Anonymous* November 26, 2012 at 8:37 am I don’t think it’s snooty (which I take to mean thinking you are too good for someone or snobby) as it is socially awkward and ill-mannered. There’s a line btw direct and rude (and that line is different for everyone so YMMV) and IMO, those kind of comments fall on the rude side. Because she is giving her time to this person though, I don’t think she intends to be rude and bossy, I think she’s just a bit inept at social interactions.
OP* November 26, 2012 at 9:04 am The funniest thing is that some of these statements can look a certain way on paper, but in person she just had this tiny soft voice and a sweet southern accent, and it sounded much more pleasant!
Anonymous* November 26, 2012 at 9:25 am I don’t think it really sounds snooty— I think it just is presented in a no-frills and direct manner!
ChristineH* November 26, 2012 at 9:37 am That just shows how easily something could be misinterpreted in writing since you don’t have the benefit of tone of voice, personality, etc. Yes it probably is a bit more a direct manner than I would’ve liked, but if you’re okay with it, OP, then that’s what counts. Different strokes for different folks :)
sr* November 26, 2012 at 10:32 am Yes, this was my point in fact in my comment above. Context and delivery are everything. Also, I took her notes as general guidelines, not strict rules like some others have perceived them.
Kelly O* November 26, 2012 at 10:56 am It takes a particularly special sort of person to tell you to go to hell in such a way that you look forward to the trip.
AMG* November 26, 2012 at 1:42 pm I think it works especially well when said person has a southern accent, as this contact did.
Elizabeth* November 26, 2012 at 11:11 am It may be that because of her soft voice & accent that she’s had to develop a more brusque demenor to be taken seriously. I’ve had to work on lowering the pitch I speak in (so I speak in alto range, rather than soprano) and projecting a bit more so that people give me more weight.

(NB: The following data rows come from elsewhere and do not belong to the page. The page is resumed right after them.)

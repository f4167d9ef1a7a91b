//! A single contributor joins a one-circuit ceremony,
//! runs the full download/compute/upload/verify cycle, and reaches `DONE`.

use crate::support::{ceremony_input, circuit_input, Harness};
use ceremony_ports::MetaStore;
use shared_types::{ContributionStep, ParticipantId, ParticipantStatus};

#[tokio::test]
async fn single_contributor_completes_the_only_circuit() {
    let h = Harness::new();
    let participant_id = ParticipantId::from("alice");

    let ceremony = h
        .dispatcher
        .setup_ceremony(ceremony_input("s1", vec![circuit_input(1, "s1", Some(3600))]))
        .await
        .unwrap();
    h.force_open(&ceremony.id).await;

    h.join_and_ready(&ceremony.id, &participant_id).await;

    let participant = h.meta_store.get_participant(&ceremony.id, &participant_id).await.unwrap();
    assert_eq!(participant.status, ParticipantStatus::Contributing);
    assert_eq!(participant.contribution_step, ContributionStep::Downloading);

    let circuit = h.meta_store.list_circuits(&ceremony.id).await.unwrap().into_iter().next().unwrap();
    let object_key = "circuits/s1/contributions/s1_00001.zkey";

    for step in [ContributionStep::Computing, ContributionStep::Uploading] {
        h.dispatcher
            .progress_to_next_contribution_step(&ceremony.id, &participant_id, step)
            .await
            .unwrap();
    }

    let upload_id = h
        .dispatcher
        .open_multi_part_upload(&ceremony.id, &participant_id, &ceremony.bucket_name, object_key)
        .await
        .unwrap();
    h.dispatcher
        .generate_pre_signed_urls_parts(&ceremony.id, &participant_id, &ceremony.bucket_name, object_key, &upload_id, 1)
        .await
        .unwrap();
    let chunk = h.blob_store.simulate_part_upload(&upload_id, 1, b"new zkey contents".to_vec());
    h.dispatcher
        .temporary_store_uploaded_chunk_data(&ceremony.id, &participant_id, &ceremony.bucket_name, object_key, chunk.clone())
        .await
        .unwrap();
    h.dispatcher
        .complete_multi_part_upload(&ceremony.id, &participant_id, &ceremony.bucket_name, object_key, &upload_id, vec![chunk])
        .await
        .unwrap();

    let contribution = h
        .dispatcher
        .verify_contribution(&ceremony.id, &circuit.id, &participant_id)
        .await
        .unwrap();
    assert!(contribution.valid);
    assert_eq!(contribution.zkey_index.as_str(), "00001");

    let participant = h.meta_store.get_participant(&ceremony.id, &participant_id).await.unwrap();
    assert_eq!(participant.status, ParticipantStatus::Done);
    assert_eq!(participant.contribution_progress, 1);

    let circuit = h.meta_store.get_circuit(&ceremony.id, &circuit.id).await.unwrap();
    assert_eq!(circuit.waiting_queue.completed_contributions, 1);
    assert!(circuit.waiting_queue.current_contributor.is_none());
    assert!(circuit.waiting_queue.is_consistent());
}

Ellie H.* November 26, 2012 at 4:10 pm This is a good point – I have a pretty squeaky voice (it’s not too common, but callers who don’t know me sometimes ask me if my mom is home when I answer my phone) and I noticed that when I would make a point in my college classes, I would unconsciously pitch my voice lower.
BW* November 26, 2012 at 5:08 pm That’s actually interesting to know. Now I can’t decide if she’s just inept at social interactions or she’s the strict and proper southern lady that my southern friends occasionally mock . Perhaps she is both.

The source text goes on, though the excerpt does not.